En 1998, le mahJ ouvrait ses portes dans le prestigieux cadre de l’hôtel de Saint-Aignan, au cœur du Marais à Paris, et dotait la France d’un musée unique au monde par sa vocation : retracer l’histoire des communautés juives de France, d’Europe et de Méditerranée à travers la diversité de leurs formes d’expression artistique, de leur patrimoine et de leurs traditions, de l’Antiquité à nos jours. Vingt ans après sa création, le mahJ s’est imposé comme l’un des musées les plus vivants de Paris, ainsi que comme un acteur essentiel de la préservation du vivre-ensemble. En proposant au plus large public de découvrir l’ancrage très ancien des juifs dans la nation, et l’universalité de leurs productions artistiques et culturelles, le mahJ illustre 2000 ans de « cultures en partage ».

En vingt ans, le mahJ a présenté une centaine d’expositions, parmi lesquelles « René Goscinny. Au-delà du rire », « Golem ! Avatars d’une légende d’argile », « Les mondes de Gotlib », « La Valise mexicaine », « Chagall et la Bible », « Felix Nussbaum », « La Splendeur des Camondo », « De Superman au Chat du rabbin », « Rembrandt et la nouvelle Jérusalem » ou « Alfred Dreyfus. Le combat pour la justice », ainsi que des installations d’art contemporain marquantes comme Miqlat de Sigalit Landau, Lapse de Moshe Ninio ou Big Bang de Kader Attia.

Culture RP a voulu pour ce événement mettre en avant au travers la publication d’une interview croisée de Dominique Schnapper, présidente du mahJ et Paul Salmona, directeur.

Pourquoi un musée d’art et d’histoire du Judaïsme à Paris ?

Dominique Schnapper : Dans les années 1980, l’exposition de la collection d’Isaac Strauss au Grand Palais a été le point de départ d’un projet visant à créer un grand musée du judaïsme, à l’instar de New York, ou d’Amsterdam, pour regrouper ce prestigieux ensemble de judaica offert au musée de Cluny par Charlotte de Rothschild, la collection du musée d’Art juif de la rue des Saules, et les stèles funéraires médiévales mises au
jour en 1849 rue Pierre-Sarrazin. Jacques Chirac, alors maire de Paris, mit l’hôtel de Saint-Aignan à la disposition du futur musée, tandis que Jack Lang, alors ministre de la Culture, y déposait les collections nationales.

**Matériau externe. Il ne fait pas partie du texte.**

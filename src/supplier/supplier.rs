//! Task Supplier
//!
//! Consumes task messages on a dedicated loop and ships lifecycle events back
//! to the manager. Closing a supplier stops consumption and releases its bus
//! consumers; an in-flight handler invocation is allowed to finish, there is
//! no forced interruption.

use super::registry::TaskHandlerRegistry;
use crate::bus::broker::{Broker, BusConsumer};
use crate::bus::protocol::{decode, encode, WorkerCommand};
use crate::bus::topology::BusQueue;
use crate::error::Result;
use crate::task::event::TaskEvent;
use crate::task::types::{Task, TaskError, TaskId};
use dashmap::DashMap;
use std::future::Future;
use std::sync::Arc;
use tokio::sync::Mutex;
use tokio::task::JoinHandle;
use tokio_util::sync::CancellationToken;

/// Worker-side consumption/publication component.
///
/// One supplier owns one connection worth of bus consumers: the shared TASK
/// queue (competing consumers) plus its own WORKER_EVENT subscription for
/// control signals.
pub struct TaskSupplier {
    broker: Arc<dyn Broker>,
    /// Task id -> requeue flag, set by Cancel commands, cleared on ack.
    cancelled: Arc<DashMap<String, bool>>,
    shutdown: CancellationToken,
    loops: Mutex<Vec<JoinHandle<()>>>,
}

impl TaskSupplier {
    /// Creates a supplier and starts its control-signal subscription.
    pub async fn new(broker: Arc<dyn Broker>) -> Result<Arc<Self>> {
        let consumer = broker.consume(BusQueue::WorkerEvent).await?;
        let cancelled: Arc<DashMap<String, bool>> = Arc::new(DashMap::new());
        let shutdown = CancellationToken::new();

        let control = tokio::spawn(control_loop(
            consumer,
            cancelled.clone(),
            shutdown.clone(),
        ));

        Ok(Arc::new(Self {
            broker,
            cancelled,
            shutdown,
            loops: Mutex::new(vec![control]),
        }))
    }

    /// Registers a callback invoked once per delivered task message, running
    /// on a dedicated consumption loop.
    ///
    /// A message that cannot be decoded is rejected to the TASK dead-letter
    /// queue instead of being requeued.
    pub async fn consume_tasks<H, Fut>(&self, handler: H) -> Result<()>
    where
        H: Fn(Task) -> Fut + Send + Sync + 'static,
        Fut: Future<Output = ()> + Send,
    {
        let mut consumer: BusConsumer = self.broker.consume(BusQueue::Task).await?;
        let broker = self.broker.clone();
        let shutdown = self.shutdown.clone();

        let handle = tokio::spawn(async move {
            loop {
                let payload = tokio::select! {
                    _ = shutdown.cancelled() => break,
                    delivery = consumer.recv() => match delivery {
                        Some(payload) => payload,
                        None => break,
                    },
                };

                match decode::<Task>(&payload) {
                    // The in-flight invocation runs to completion even if a
                    // shutdown arrives meanwhile.
                    Ok(task) => handler(task).await,
                    Err(e) => {
                        tracing::warn!("Undecodable task message: {}", e);
                        if let Err(e) = broker.reject(BusQueue::Task, payload).await {
                            tracing::error!("Failed to dead-letter task message: {}", e);
                        }
                    }
                }
            }
            tracing::debug!("Task consumption loop stopped");
        });

        self.loops.lock().await.push(handle);
        Ok(())
    }

    /// Convenience worker loop: dispatches each task to the registry by name
    /// and publishes the matching result/error/cancellation event.
    pub async fn consume_registry(
        self: Arc<Self>,
        registry: Arc<TaskHandlerRegistry>,
    ) -> Result<()> {
        let supplier = self.clone();
        self.consume_tasks(move |task| {
            let supplier = supplier.clone();
            let registry = registry.clone();
            async move {
                supplier.run_one(&registry, task).await;
            }
        })
        .await
    }

    async fn run_one(&self, registry: &TaskHandlerRegistry, task: Task) {
        // A cancellation broadcast may have raced the delivery
        if self.is_cancelled(&task.id) {
            let requeue = self
                .cancelled
                .get(task.id.as_str())
                .map(|entry| *entry.value())
                .unwrap_or(false);
            if let Err(e) = self.canceled(&task, requeue).await {
                tracing::error!("Failed to publish cancellation of {}: {}", task.id, e);
            }
            return;
        }

        // First progress event doubles as the start signal
        if let Err(e) = self.progress(&task.id, 0.0).await {
            tracing::error!("Failed to publish start of {}: {}", task.id, e);
        }

        match registry.execute(&task).await {
            Ok(value) => {
                if let Err(e) = self.result(&task.id, value).await {
                    tracing::error!("Failed to publish result of {}: {}", task.id, e);
                }
            }
            Err(err) => {
                let task_error = TaskError::from_anyhow(&err);
                if let Err(e) = self.error(&task.id, task_error).await {
                    tracing::error!("Failed to publish error of {}: {}", task.id, e);
                }
            }
        }
    }

    /// Publishes a progress update for a running task.
    pub async fn progress(&self, task_id: &TaskId, progress: f64) -> Result<()> {
        self.publish_event(TaskEvent::Progress {
            task_id: task_id.clone(),
            progress,
        })
        .await
    }

    /// Publishes the task's result.
    pub async fn result(&self, task_id: &TaskId, result: serde_json::Value) -> Result<()> {
        self.publish_event(TaskEvent::Result {
            task_id: task_id.clone(),
            result,
        })
        .await
    }

    /// Publishes a structured failure.
    pub async fn error(&self, task_id: &TaskId, error: TaskError) -> Result<()> {
        self.publish_event(TaskEvent::Error {
            task_id: task_id.clone(),
            error,
        })
        .await
    }

    /// Acknowledges a cancellation. With `requeue` the manager re-publishes
    /// the task as a fresh queued message instead of marking it cancelled.
    pub async fn canceled(&self, task: &Task, requeue: bool) -> Result<()> {
        self.cancelled.remove(task.id.as_str());
        self.publish_event(TaskEvent::Cancelled {
            task_id: task.id.clone(),
            requeue,
        })
        .await
    }

    /// Whether a cancellation command was observed for this task. Handlers
    /// poll this between units of work; cancellation is cooperative only.
    pub fn is_cancelled(&self, task_id: &TaskId) -> bool {
        self.cancelled.contains_key(task_id.as_str())
    }

    /// Stops consumption and waits for the loops to park. In-flight handler
    /// invocations finish before this returns.
    pub async fn close(&self) {
        self.shutdown.cancel();
        let mut loops = self.loops.lock().await;
        for handle in loops.drain(..) {
            if let Err(e) = handle.await {
                tracing::error!("Supplier loop ended abnormally: {}", e);
            }
        }
        tracing::info!("Task supplier closed");
    }

    async fn publish_event(&self, event: TaskEvent) -> Result<()> {
        tracing::debug!("Publishing {} event for task {}", event.kind(), event.task_id());
        self.broker
            .publish(BusQueue::ManagerEvent, encode(&event)?)
            .await
    }
}

/// Dedicated loop for WORKER_EVENT control signals.
async fn control_loop(
    mut consumer: BusConsumer,
    cancelled: Arc<DashMap<String, bool>>,
    shutdown: CancellationToken,
) {
    loop {
        let payload = tokio::select! {
            _ = shutdown.cancelled() => break,
            delivery = consumer.recv() => match delivery {
                Some(payload) => payload,
                None => break,
            },
        };

        match decode::<WorkerCommand>(&payload) {
            Ok(WorkerCommand::Cancel { task_id, requeue }) => {
                tracing::info!("Cancellation requested for task {}", task_id);
                cancelled.insert(task_id.0, requeue);
            }
            Ok(WorkerCommand::Shutdown) => {
                tracing::info!("Worker shutdown signal received");
                shutdown.cancel();
                break;
            }
            Err(e) => {
                tracing::warn!("Undecodable worker command: {}", e);
            }
        }
    }
    tracing::debug!("Control loop stopped");
}
//! Bus Module Tests
//!
//! ## Test Scopes
//! - **Topology**: Registry shape, dead-letter pairing, idempotent declaration.
//! - **Delivery**: Competing consumers on direct queues, broadcast on fanout
//!   queues, per-queue ordering.
//! - **Dead-lettering**: Rejected messages observed on the paired dead-letter
//!   queue and never redelivered to the origin.

#[cfg(test)]
mod tests {
    use crate::bus::broker::{Broker, MemoryBroker};
    use crate::bus::protocol::{decode, encode, WorkerCommand};
    use crate::bus::topology::{BusQueue, ExchangeKind};
    use crate::task::types::TaskId;
    use std::collections::HashSet;
    use std::time::Duration;

    // ============================================================
    // TEST 1: Topology registry
    // ============================================================

    #[test]
    fn test_registry_dead_letter_wiring() {
        assert_eq!(BusQueue::Task.dead_letter(), Some(BusQueue::TaskDlq));
        assert_eq!(
            BusQueue::ManagerEvent.dead_letter(),
            Some(BusQueue::ManagerEventDlq)
        );
        assert_eq!(BusQueue::Event.dead_letter(), None);
        assert_eq!(BusQueue::WorkerEvent.dead_letter(), None);

        // One level of redirection only: a dead-letter queue has no dead-letter
        for queue in BusQueue::ALL {
            if let Some(dlq) = queue.dead_letter() {
                assert_eq!(dlq.dead_letter(), None);
            }
        }
    }

    #[test]
    fn test_registry_kinds_and_names_are_distinct() {
        assert_eq!(BusQueue::Event.kind(), ExchangeKind::Fanout);
        assert_eq!(BusQueue::WorkerEvent.kind(), ExchangeKind::Fanout);
        assert_eq!(BusQueue::Task.kind(), ExchangeKind::Direct);
        assert_eq!(BusQueue::ManagerEvent.kind(), ExchangeKind::Direct);

        let names: HashSet<&str> = BusQueue::ALL.iter().map(|q| q.queue_name()).collect();
        assert_eq!(names.len(), BusQueue::ALL.len());
    }

    #[tokio::test]
    async fn test_declare_all_is_idempotent() {
        let broker = MemoryBroker::new();
        broker.declare_all().await.unwrap();

        let mut consumer = broker.consume(BusQueue::Task).await.unwrap();
        broker
            .publish(BusQueue::Task, b"before".to_vec())
            .await
            .unwrap();

        // A second declaration must not reset queues or lose messages
        broker.declare_all().await.unwrap();

        let payload = consumer.recv().await.unwrap();
        assert_eq!(payload, b"before".to_vec());
    }

    // ============================================================
    // TEST 2: Competing consumers on a direct queue
    // ============================================================

    #[tokio::test]
    async fn test_direct_queue_never_duplicates_deliveries() {
        let broker = MemoryBroker::new();
        broker.declare_all().await.unwrap();

        let worker_a = broker.consume(BusQueue::Task).await.unwrap();
        let worker_b = broker.consume(BusQueue::Task).await.unwrap();

        for i in 0..10u8 {
            broker.publish(BusQueue::Task, vec![i]).await.unwrap();
        }

        // Both workers drain the queue concurrently; together they must see
        // each message exactly once.
        let drain = |mut c: crate::bus::broker::BusConsumer| async move {
            let mut seen = Vec::new();
            while let Ok(Some(payload)) =
                tokio::time::timeout(Duration::from_millis(100), c.recv()).await
            {
                seen.push(payload[0]);
            }
            seen
        };
        let (seen_a, seen_b) = tokio::join!(drain(worker_a), drain(worker_b));

        let mut all: Vec<u8> = seen_a.iter().chain(seen_b.iter()).copied().collect();
        all.sort_unstable();
        assert_eq!(all, (0..10).collect::<Vec<u8>>());
    }

    #[tokio::test]
    async fn test_direct_queue_preserves_publish_order() {
        let broker = MemoryBroker::new();
        broker.declare_all().await.unwrap();

        let mut consumer = broker.consume(BusQueue::ManagerEvent).await.unwrap();
        for i in 0..5u8 {
            broker.publish(BusQueue::ManagerEvent, vec![i]).await.unwrap();
        }

        for i in 0..5u8 {
            assert_eq!(consumer.recv().await.unwrap(), vec![i]);
        }
    }

    // ============================================================
    // TEST 3: Fanout broadcast
    // ============================================================

    #[tokio::test]
    async fn test_fanout_delivers_to_every_consumer() {
        let broker = MemoryBroker::new();
        broker.declare_all().await.unwrap();

        let mut worker_a = broker.consume(BusQueue::WorkerEvent).await.unwrap();
        let mut worker_b = broker.consume(BusQueue::WorkerEvent).await.unwrap();

        let command = WorkerCommand::Cancel {
            task_id: TaskId::new(),
            requeue: false,
        };
        broker
            .publish(BusQueue::WorkerEvent, encode(&command).unwrap())
            .await
            .unwrap();

        let a: WorkerCommand = decode(&worker_a.recv().await.unwrap()).unwrap();
        let b: WorkerCommand = decode(&worker_b.recv().await.unwrap()).unwrap();
        assert_eq!(a, command);
        assert_eq!(b, command);
    }

    // ============================================================
    // TEST 4: Dead-letter redirection
    // ============================================================

    #[tokio::test]
    async fn test_rejected_message_lands_on_dead_letter_queue() {
        let broker = MemoryBroker::new();
        broker.declare_all().await.unwrap();

        let mut origin = broker.consume(BusQueue::Task).await.unwrap();
        let mut dlq = broker.consume(BusQueue::TaskDlq).await.unwrap();

        broker
            .publish(BusQueue::Task, b"unparseable".to_vec())
            .await
            .unwrap();

        // Consumer pulls the message and rejects it
        let payload = origin.recv().await.unwrap();
        broker.reject(BusQueue::Task, payload).await.unwrap();

        // The payload is observed on the paired dead-letter queue...
        let dead = dlq.recv().await.unwrap();
        assert_eq!(dead, b"unparseable".to_vec());

        // ...and never redelivered to the origin queue
        let redelivered =
            tokio::time::timeout(Duration::from_millis(100), origin.recv()).await;
        assert!(redelivered.is_err(), "rejected message must not requeue");
    }

    #[tokio::test]
    async fn test_worker_command_round_trip() {
        let command = WorkerCommand::Shutdown;
        let restored: WorkerCommand = decode(&encode(&command).unwrap()).unwrap();
        assert_eq!(restored, command);
    }
}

Paul Salmona : Bien que notre pays compte l’une des communautés juives les plus importantes du monde, seul le musée de la rue des Saules et le musée judéo-comtadin à Cavaillon étaient spécifiquement consacrés au judaïsme. Comme fait de civilisation, le judaïsme était absent des musées nationaux comme des musée municipaux. La Ville et l’État s’entendirent pour financer le fonctionnement de ce qui devait devenir l’une des institutions culturelles les plus originales de la capitale et le seul musée en Europe à traiter du judaïsme dans son ensemble, en présentant en particulier l’histoire des juifs de France.

Quelles sont les spécifi cités de ce musée ?

Dominique Schnapper : En s’inscrivant dans la catégorie des musées d’Art et d’Histoire, le mahJ se démarque de la notion de « musée juif », courante à l’étranger, mais qui, en France, relèverait d’une approche essentialiste. Il s’agissait de rendre sa place au judaïsme au sein du paysage des musées français. C’est un musée de civilisation d’un genre nouveau, pas un musée communautaire ou confessionnel.

Paul Salmona : Laurence Sigal, qui a conduit le projet à partir de 1988 et a dirigé le mahJ jusqu’en 2011, a fait le choix d’un « musée de collections ». Leur spectre chronologique – du Moyen Âge à nos jours –, et leur extension géographique – de l’Europe orientale et du Levant à la France et au Maghreb –, sont le reflet de la diversité du judaïsme français. C’est une des originalités du mahJ car, dans de nombreux musées à l’étranger, on n’a qu’une approche nationale, et, souvent, faute de collections, on présente comme musée ce qui n’est qu’un « centre d’interprétation ».

Quelle est la vocation du mahJ ?

Dominique Schnapper : Dans un contexte marqué par la résurgence d’une parole antisémite dans l’espace public et par l’apparition de formes nouvelles de terrorisme, le mahJ joue un rôle essentiel pour faire connaître à tous les publics – néophytes ou familiers du judaïsme – l’inscription très ancienne des juifs dans la nation, la diversité de leurs cultures, l’originalité et l’universalité de leurs productions artistiques et intellectuelles. « Musée de France » placé sous la tutelle de l’État et de la Ville de Paris, le mahJ est, plus que jamais, une institution républicaine, un musée pour tous les publics.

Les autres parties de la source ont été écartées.